Many argued that no matter how advanced these models are, they often fail to produce the output you actually want. While that is true in many cases, here’s what struck the most: in most of these discussions, one critical factor was overlooked. Especially by those outside the tech bubble. The real game-changer isn’t just the model itself, it’s context engineering.
If you haven’t been living under a rock, chances are that you have come across the buzzword “prompt-engineering” in the past few years. And yes, while it has been recognized as an official job title in the tech industry, you probably have been practicing it on your own all along.

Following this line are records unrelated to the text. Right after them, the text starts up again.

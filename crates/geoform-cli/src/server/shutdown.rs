//! Graceful shutdown signal handling.

use std::time::Duration;

use tokio::signal::ctrl_c;
#[cfg(unix)]
use tokio::signal::unix;

use super::TRACING_TARGET_SHUTDOWN;

/// Waits for a shutdown signal (SIGTERM or SIGINT/Ctrl+C).
///
/// Returns when one of the signals is received:
/// - SIGTERM (Unix/Linux)
/// - SIGINT (Ctrl+C on all platforms)
pub async fn shutdown_signal(shutdown_timeout: Duration) {
    let ctrl_c = async {
        if let Err(e) = ctrl_c().await {
            tracing::error!(
                target: TRACING_TARGET_SHUTDOWN,
                error = %e,
                "failed to install Ctrl+C handler"
            );
        } else {
            tracing::info!(
                target: TRACING_TARGET_SHUTDOWN,
                "received Ctrl+C signal, initiating graceful shutdown"
            );
        }
    };

    #[cfg(unix)]
    let terminate = async {
        match unix::signal(unix::SignalKind::terminate()) {
            Ok(mut signal) => {
                signal.recv().await;
                tracing::info!(
                    target: TRACING_TARGET_SHUTDOWN,
                    "received SIGTERM signal, initiating graceful shutdown"
                );
            }
            Err(e) => {
                tracing::error!(
                    target: TRACING_TARGET_SHUTDOWN,
                    error = %e,
                    "failed to install SIGTERM handler"
                );
            }
        }
    };

    #[cfg(not(unix))]
    let terminate = std::future::pending::<()>();

    tokio::select! {
        () = ctrl_c => {},
        () = terminate => {},
    }

    tracing::info!(
        target: TRACING_TARGET_SHUTDOWN,
        timeout_secs = shutdown_timeout.as_secs(),
        "graceful shutdown initiated"
    );
}
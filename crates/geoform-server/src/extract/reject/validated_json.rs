//! Validated JSON extractor.
//!
//! This module provides [`ValidateJson`], a JSON extractor that runs
//! `validator` rules on the deserialized payload before the handler sees it.

use std::borrow::Cow;
use std::collections::HashMap;

use axum::extract::{FromRequest, Request};
use derive_more::{Deref, DerefMut, From};
use serde::de::DeserializeOwned;
use validator::{Validate, ValidationErrors};

use super::Json;
use crate::handler::{Error, ErrorKind};

/// JSON extractor with automatic validation via the `validator` crate.
///
/// Works with any type that implements both `serde::Deserialize` and
/// `validator::Validate`. Failed rules collapse into a single
/// `400 Bad Request` message listing every offending field.
///
/// Also see [`Json`].
#[must_use]
#[derive(Debug, Clone, Copy, Default, Deref, DerefMut, From)]
pub struct ValidateJson<T>(pub T);

impl<T> ValidateJson<T> {
    /// Creates a new instance of [`ValidateJson`].
    #[inline]
    pub fn new(inner: T) -> Self {
        Self(inner)
    }

    /// Returns the inner validated value.
    #[inline]
    pub fn into_inner(self) -> T {
        self.0
    }
}

impl<T, S> FromRequest<S> for ValidateJson<T>
where
    T: DeserializeOwned + Validate + 'static,
    S: Send + Sync,
{
    type Rejection = Error<'static>;

    async fn from_request(req: Request, state: &S) -> Result<Self, Self::Rejection> {
        let Json(data) = <Json<T> as FromRequest<S>>::from_request(req, state).await?;
        data.validate()?;
        Ok(Self::new(data))
    }
}

/// Formats length validation errors with the configured bounds.
fn format_length_error(
    field: &str,
    params: &HashMap<Cow<'static, str>, serde_json::Value>,
) -> String {
    let bound = |key: &str| params.get(key).and_then(serde_json::Value::as_u64);

    match (bound("min"), bound("max")) {
        (Some(min), Some(max)) => {
            format!("Field '{field}' must be between {min} and {max} characters long")
        }
        (Some(min), None) => format!("Field '{field}' must be at least {min} characters long"),
        (None, Some(max)) => format!("Field '{field}' must be at most {max} characters long"),
        _ => format!("Field '{field}' has invalid length"),
    }
}

/// Formats a single validation error into a user-facing message.
fn format_validation_error(field: &str, error: &validator::ValidationError) -> String {
    if let Some(custom_message) = &error.message {
        return format!("Field '{field}': {custom_message}");
    }

    match error.code.as_ref() {
        "length" => format_length_error(field, &error.params),
        "regex" => format!("Field '{field}' format is invalid"),
        "url" => format!("Field '{field}' must be a valid URL"),
        code => format!("Field '{field}' failed validation: {code}"),
    }
}

impl From<ValidationErrors> for Error<'static> {
    fn from(errors: ValidationErrors) -> Self {
        let error_messages: Vec<String> = errors
            .field_errors()
            .iter()
            .flat_map(|(field, field_errors)| {
                field_errors
                    .iter()
                    .map(move |error| format_validation_error(field, error))
            })
            .collect();

        let user_message = match error_messages.as_slice() {
            [] => "Validation failed".to_string(),
            [single_error] => single_error.clone(),
            multiple => multiple.join(". "),
        };

        tracing::warn!(
            errors = ?errors.field_errors(),
            "request validation failed"
        );

        ErrorKind::BadRequest.with_message(user_message)
    }
}

impl<T> aide::OperationInput for ValidateJson<T>
where
    T: schemars::JsonSchema,
{
    fn operation_input(
        ctx: &mut aide::generate::GenContext,
        operation: &mut aide::openapi::Operation,
    ) {
        Json::<T>::operation_input(ctx, operation);
    }

    fn inferred_early_responses(
        ctx: &mut aide::generate::GenContext,
        operation: &mut aide::openapi::Operation,
    ) -> Vec<(Option<u16>, aide::openapi::Response)> {
        Json::<T>::inferred_early_responses(ctx, operation)
    }
}

#[cfg(test)]
mod tests {
    use validator::ValidationError;

    use super::*;

    #[test]
    fn custom_message_takes_precedence() {
        let error = ValidationError::new("colliding_field_keys")
            .with_message(Cow::Borrowed("field keys must be unique"));

        let message = format_validation_error("fields", &error);
        assert_eq!(message, "Field 'fields': field keys must be unique");
    }

    #[test]
    fn length_error_includes_bounds() {
        let mut error = ValidationError::new("length");
        error.add_param(Cow::Borrowed("min"), &3);

        let message = format_validation_error("name", &error);
        assert_eq!(message, "Field 'name' must be at least 3 characters long");
    }

    #[test]
    fn errors_collapse_into_bad_request() {
        let mut errors = ValidationErrors::new();
        errors.add("name", ValidationError::new("length"));

        let error: Error<'static> = errors.into();
        assert_eq!(error.kind(), ErrorKind::BadRequest);
        assert!(error.message().is_some());
    }
}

The engineering part comes in when you continually modify your prompt to elicit the desired response from an LLM. You either change a word, change the format of your prompt, provide a very specific instruction or piece of information. But prompt engineering can only take you so far.
While it does give you a better output, this isn’t what solely powers our LLM system. Sure, one can argue that what truly powers an LLM is its training data, model architecture, parameters, and carefully engineering user prompts. But in today’s landscape with so many competing open- and closed-source models the real challenge isn’t simply relying on those ingredients. It’s about tailoring these resources to your specific use case so that the responses are not only accurate but also useful.
Many might mistake the interchangeability of the two terms : “context engineering” and “prompt engineering”. While there is a relation, they are two completely different concepts.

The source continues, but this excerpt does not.